Page 39 of The Roads We Follow

“No.”

His admission hurts far more than it should.

Much too aware of our proximity to my sleeping family, I demand my rickety legs to move and take the exit stairs in bare feet. I push out the bus door and into the thick night air, knowing Micah will catch the door before it has the chance to slam. At least I’m right about something when it comes to him.

At first, I have no plan as I march past the picnic table and toward the tree line, I just know I’m not ready to face him yet. Not like this. The deeper I venture down the dusty trail, the less cloudy my thoughts become and the less wounded my pride feels. It’s then I do what I do best: plug the facts I have into the blank novel outline stored in my brain, the one currently crafting a backstory and matching scenes in real time until a surprising revelation nearly causes me to stumble.

What if Lynn put Micah up to this on her deathbed? What if Micah is as unwilling a participant in this twisted game of revenge as I am? I remember how sorrowful his face looked today at the pools when Mama spoke about his mother. He’s grieving, I’m quick to remind myself.And grief does strange things to people. Even therapists, I’d reckon.

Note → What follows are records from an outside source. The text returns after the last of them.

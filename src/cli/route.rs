//! CLI route: single route table and run context. Dispatches to the routing library and
//! presentation.

use crate::cli::command_name;
use crate::cli::parse::Commands;
use crate::cli::presentation::{
    format_breadcrumb_json, format_breadcrumb_text, format_config_toml, format_route_json,
    format_rows_json, format_rows_table,
};
use crate::config::{ConfigLoader, RouterConfig};
use crate::error::{RouteError, StorageError};
use crate::listing::ListQuery;
use crate::roster::delete_element;
use crate::router::{Request, Router, RoutingSettings};
use crate::store::{Row, SledStorage};
use crate::structure::StructureRegistry;
use crate::types::{Context, ElementId, ParentPointer};
use serde_json::Value;
use std::collections::BTreeMap;
use std::path::{Path, PathBuf};
use tracing::{debug, info};

/// Runtime context for CLI execution: workspace, configuration, registry and store.
/// Built from workspace path and optional config path using ConfigLoader only.
pub struct RunContext {
    workspace_root: PathBuf,
    config: RouterConfig,
    registry: StructureRegistry,
    storage: SledStorage,
    settings: RoutingSettings,
}

impl RunContext {
    /// Create run context from workspace root and optional config path.
    pub fn new(workspace_root: PathBuf, config_path: Option<PathBuf>) -> Result<Self, RouteError> {
        let config = match &config_path {
            Some(path) => ConfigLoader::load_from_file(path)?,
            None => ConfigLoader::load(&workspace_root)?,
        };
        config.validate().map_err(|errors| {
            let messages: Vec<String> = errors.iter().map(|e| e.to_string()).collect();
            RouteError::ConfigLoad(format!(
                "Configuration validation failed:\n{}",
                messages.join("\n")
            ))
        })?;

        let registry = StructureRegistry::from_config(&config)?;
        let store_path = resolve_store_path(&workspace_root, &config.storage.store_path);
        std::fs::create_dir_all(&store_path).map_err(StorageError::IoError)?;
        let storage = SledStorage::new(&store_path)?;
        debug!(store = %store_path.display(), "Opened content store");

        let settings = RoutingSettings::from_config(&config);
        Ok(Self {
            workspace_root,
            config,
            registry,
            storage,
            settings,
        })
    }

    pub fn workspace_root(&self) -> &Path {
        &self.workspace_root
    }

    pub fn registry(&self) -> &StructureRegistry {
        &self.registry
    }

    pub fn storage(&self) -> &SledStorage {
        &self.storage
    }

    fn router(&self) -> Router<'_> {
        Router::new(&self.registry, &self.storage).with_settings(self.settings.clone())
    }

    /// Execute a CLI command via the single route table.
    pub fn execute(&self, command: &Commands) -> Result<String, RouteError> {
        info!(command = command_name(command), "Executing command");
        match command {
            Commands::Route {
                path,
                admin,
                query,
                page_param,
            } => self.route(path, context(*admin), query, page_param),
            Commands::Breadcrumb {
                structure,
                id,
                format,
            } => self.breadcrumb(structure, *id, format),
            Commands::List {
                structure,
                parent,
                page,
                admin,
                format,
            } => self.list(structure, parent, *page, context(*admin), format),
            Commands::Delete { structure, id } => self.delete(structure, *id),
            Commands::Import { file } => self.import(file),
            Commands::Config => format_config_toml(&self.config),
        }
    }

    fn route(
        &self,
        path: &str,
        context: Context,
        query: &[String],
        page_param: &str,
    ) -> Result<String, RouteError> {
        let mut request = Request::new(path).with_context(context);
        for pair in query {
            let (key, value) = pair.split_once('=').unwrap_or((pair.as_str(), ""));
            request = request.with_query(key, value);
        }

        let router = self.router();
        let mut dispatch = router.route(&request)?;
        let pager = match dispatch.model.as_mut() {
            Some(model) if !model.is_not_found() => router.pager(model, &request, page_param)?,
            _ => None,
        };
        if let Some(model) = &dispatch.model {
            dispatch.not_found = model.is_not_found();
        }
        format_route_json(&dispatch.summary(router.settings()), pager.as_ref())
    }

    fn breadcrumb(&self, structure: &str, id: ElementId, format: &str) -> Result<String, RouteError> {
        let model = self.router().locate(structure, id, Context::Admin)?;
        let crumbs = model
            .path()
            .breadcrumbs(&self.settings.start_url, &self.settings.url_suffix);
        match format {
            "json" => format_breadcrumb_json(&crumbs),
            _ => Ok(format_breadcrumb_text(&crumbs)),
        }
    }

    fn list(
        &self,
        structure: &str,
        parent: &str,
        page: Option<u32>,
        context: Context,
        format: &str,
    ) -> Result<String, RouteError> {
        let descriptor = self.registry.by_name(structure)?;
        let pointer: ParentPointer = parent.parse()?;
        let query = ListQuery::new(&self.storage, descriptor, context);
        let rows = query.list(Some(pointer), None, page)?;
        let total = query.count(Some(pointer), None)?;
        match format {
            "json" => format_rows_json(&rows, total),
            _ => Ok(format_rows_table(&rows, total)),
        }
    }

    fn delete(&self, structure: &str, id: ElementId) -> Result<String, RouteError> {
        let model = self.router().locate(structure, id, Context::Admin)?;
        let deleted = delete_element(&self.storage, &model)?;
        self.storage.flush()?;
        Ok(if deleted {
            format!("Deleted {} {}", structure, id)
        } else {
            format!("{} {} was already deleted", structure, id)
        })
    }

    fn import(&self, file: &Path) -> Result<String, RouteError> {
        let text = std::fs::read_to_string(file).map_err(StorageError::IoError)?;
        let document: BTreeMap<String, Vec<Value>> = serde_json::from_str(&text)
            .map_err(|e| StorageError::Backend(format!("Invalid import file: {}", e)))?;

        let mut imported = 0usize;
        for (name, rows) in &document {
            let table = match self.registry.by_name(name) {
                Ok(descriptor) => descriptor.table.clone(),
                Err(_) => name.clone(),
            };
            for value in rows {
                let row: Row = value.as_object().cloned().ok_or_else(|| {
                    StorageError::MalformedRow {
                        table: table.clone(),
                        reason: "import rows must be JSON objects".to_string(),
                    }
                })?;
                self.storage.insert(&table, row)?;
                imported += 1;
            }
            debug!(table = %table, rows = rows.len(), "Imported table");
        }
        self.storage.flush()?;
        Ok(format!(
            "Imported {} rows into {} tables",
            imported,
            document.len()
        ))
    }
}

fn context(admin: bool) -> Context {
    if admin {
        Context::Admin
    } else {
        Context::Site
    }
}

fn resolve_store_path(workspace_root: &Path, store_path: &Path) -> PathBuf {
    if store_path.is_absolute() {
        store_path.to_path_buf()
    } else {
        workspace_root.join(store_path)
    }
}
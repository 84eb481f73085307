//! Contentroute: schema-driven content tree routing
//!
//! Resolves request paths through a tree of independently stored content structures linked
//! by `(structure, element)` parent pointers, rebuilds the ancestry of elements loaded by id,
//! retypes leaves to the structure they declare and expands embedded templates.

pub mod cli;
pub mod config;
pub mod dispatch;
pub mod error;
pub mod listing;
pub mod logging;
pub mod model;
pub mod roster;
pub mod router;
pub mod store;
pub mod structure;
pub mod template;
pub mod tree;
pub mod types;

pub use config::{ConfigLoader, RouterConfig};
pub use dispatch::ModelDispatcher;
pub use error::{ConfigurationError, RouteError, StorageError};
pub use listing::{ListQuery, Pager};
pub use model::{ContentModel, ModelState, ModelType};
pub use router::{ControllerName, Dispatch, Request, Router, RoutingSettings};
pub use store::{MemoryStorage, SledStorage, Storage};
pub use structure::{StructureDescriptor, StructureRegistry};
pub use template::TemplateMaterializer;
pub use tree::{AncestryResolver, Path, PathNode, PathResolver};
pub use types::{Context, ElementId, ParentPointer, StructureId};
//! Content models
//!
//! A [`ContentModel`] is the request-scoped unit bound to one structure descriptor: it holds
//! the loaded row, the path resolved so far, the parent pointer under which its listing
//! lives and the not-found flag. Models are never shared between requests.

use crate::error::{ConfigurationError, RouteError, StorageError};
use crate::store::{Filter, Query, Row, Storage, ID_FIELD};
use crate::structure::{StructureBehavior, StructureDescriptor, StructureRegistry};
use crate::tree::{Path, PathNode};
use crate::types::{Context, ElementId, ParentPointer, StructureId};
use serde::Serialize;
use std::fmt;
use std::sync::Arc;

/// Owning-class tag of a model
#[derive(Debug, Clone, PartialEq, Eq, Hash, Serialize)]
pub enum ModelType {
    /// Model of a routable structure
    Structure(String),
    /// Model serving the root url; bound to the root descriptor but owned by no structure
    Home,
    /// Model of an embedded template
    Template(String),
}

impl ModelType {
    /// Structure or template name; `None` for the home model
    pub fn structure_name(&self) -> Option<&str> {
        match self {
            ModelType::Structure(name) | ModelType::Template(name) => Some(name),
            ModelType::Home => None,
        }
    }
}

impl fmt::Display for ModelType {
    fn fmt(&self, f: &mut fmt::Formatter<'_>) -> fmt::Result {
        match self {
            ModelType::Structure(name) | ModelType::Template(name) => write!(f, "{}", name),
            ModelType::Home => write!(f, "Home"),
        }
    }
}

/// Externally visible state of a model.
///
/// Built once and handed to whichever constructor the registry selects, so retyping a model
/// moves this value instead of copying fields between two live models.
#[derive(Debug, Clone, Default, PartialEq)]
pub struct ModelState {
    pub path: Path,
    pub parent_pointer: Option<ParentPointer>,
    pub not_found: bool,
    pub page_data: Option<Row>,
}

impl ModelState {
    /// Fresh state scoped to the given parent pointer
    pub fn scoped(pointer: ParentPointer) -> Self {
        Self {
            parent_pointer: Some(pointer),
            ..Self::default()
        }
    }
}

/// Element owning an embedded template
#[derive(Debug, Clone, Copy, PartialEq, Eq, Serialize)]
pub struct OwnerLink {
    pub structure_id: StructureId,
    pub element_id: ElementId,
}

/// Runtime unit bound to one structure descriptor
#[derive(Debug, Clone)]
pub struct ContentModel {
    descriptor: Arc<StructureDescriptor>,
    behavior: Arc<dyn StructureBehavior>,
    model_type: ModelType,
    context: Context,
    state: ModelState,
    owner: Option<OwnerLink>,
}

impl ContentModel {
    pub(crate) fn new(
        descriptor: Arc<StructureDescriptor>,
        behavior: Arc<dyn StructureBehavior>,
        model_type: ModelType,
        context: Context,
        state: ModelState,
    ) -> Self {
        Self {
            descriptor,
            behavior,
            model_type,
            context,
            state,
            owner: None,
        }
    }

    pub fn descriptor(&self) -> &Arc<StructureDescriptor> {
        &self.descriptor
    }

    pub fn model_type(&self) -> &ModelType {
        &self.model_type
    }

    pub fn is_home(&self) -> bool {
        self.model_type == ModelType::Home
    }

    pub fn context(&self) -> Context {
        self.context
    }

    pub fn path(&self) -> &Path {
        &self.state.path
    }

    pub fn parent_pointer(&self) -> Option<ParentPointer> {
        self.state.parent_pointer
    }

    pub fn set_parent_pointer(&mut self, pointer: Option<ParentPointer>) {
        self.state.parent_pointer = pointer;
    }

    pub fn is_not_found(&self) -> bool {
        self.state.not_found
    }

    pub fn mark_not_found(&mut self) {
        self.state.not_found = true;
    }

    pub fn owner(&self) -> Option<OwnerLink> {
        self.owner
    }

    pub fn set_owner(&mut self, owner: OwnerLink) {
        self.owner = Some(owner);
    }

    /// Replace the path; with two or more nodes the parent pointer is re-scoped to the
    /// children of the leaf
    pub fn set_path(
        &mut self,
        path: Path,
        registry: &StructureRegistry,
    ) -> Result<(), ConfigurationError> {
        if let Some(pointer) = path.children_pointer(registry)? {
            self.state.parent_pointer = Some(pointer);
        }
        self.state.path = path;
        Ok(())
    }

    /// Loaded row, falling back to the leaf of the path
    pub fn page_data(&self) -> Option<&Row> {
        self.state
            .page_data
            .as_ref()
            .or_else(|| self.state.path.leaf().map(|node| &node.row))
    }

    /// Row explicitly loaded or assigned, without the path fallback
    pub fn loaded_page_data(&self) -> Option<&Row> {
        self.state.page_data.as_ref()
    }

    pub fn page_data_mut(&mut self) -> Option<&mut Row> {
        self.state.page_data.as_mut()
    }

    pub fn set_page_data(&mut self, row: Option<Row>) {
        self.state.page_data = row;
    }

    pub fn into_page_data(self) -> Option<Row> {
        self.state.page_data
    }

    pub fn into_state(self) -> ModelState {
        self.state
    }

    /// Load the row with the given id; returns whether it exists
    pub fn load_by_id(&mut self, storage: &dyn Storage, id: ElementId) -> Result<bool, StorageError> {
        let row = load_row(storage, &self.descriptor, id)?;
        let found = row.is_some();
        if found {
            self.state.page_data = row;
        }
        Ok(found)
    }

    /// Load the first row stored under this model's parent pointer
    pub fn load_by_parent(&mut self, storage: &dyn Storage) -> Result<bool, StorageError> {
        let Some(pointer) = self.state.parent_pointer else {
            return Ok(false);
        };
        let query = Query::new(Filter::parent(pointer))
            .order_by(self.descriptor.params.order_by())
            .limit(1);
        let row = storage
            .query_rows(&self.descriptor.table, &query)?
            .into_iter()
            .next();
        let found = row.is_some();
        if found {
            self.state.page_data = row;
        }
        Ok(found)
    }

    /// The loaded row as a path node of this structure
    pub fn element(&self) -> Result<Option<PathNode>, StorageError> {
        self.state
            .page_data
            .clone()
            .map(|row| PathNode::from_row(self.descriptor.id, &self.descriptor.table, row))
            .transpose()
    }

    /// Path of the loaded row inside this model's own structure
    pub fn local_path(
        &self,
        storage: &dyn Storage,
        max_depth: usize,
    ) -> Result<Vec<PathNode>, RouteError> {
        match self.element()? {
            Some(element) => {
                self.behavior
                    .local_path(&self.descriptor, element, storage, max_depth)
            }
            None => Ok(Vec::new()),
        }
    }
}

/// Fetch one row of `descriptor`'s table by id
pub fn load_row(
    storage: &dyn Storage,
    descriptor: &StructureDescriptor,
    id: ElementId,
) -> Result<Option<Row>, StorageError> {
    let query = Query::new(Filter::eq(ID_FIELD, id)).limit(1);
    Ok(storage
        .query_rows(&descriptor.table, &query)?
        .into_iter()
        .next())
}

Finally, I stop and rotate to face the spy we’ve been harboring on our bus for days. “I’m not going to ask you why or even how this all came about—God gave me a good enough imagination to fill in those blanks myself. But I do very much care about what happens from this point on. I know you’re grieving, Micah. But you must know there’s a better way to find closure than this.”

“Raegan.” Everything about him appears unnervingly steady. “Please believe me when I say I never intended to hurt you or anyone else in your family. I only ever wanted to find the truth—”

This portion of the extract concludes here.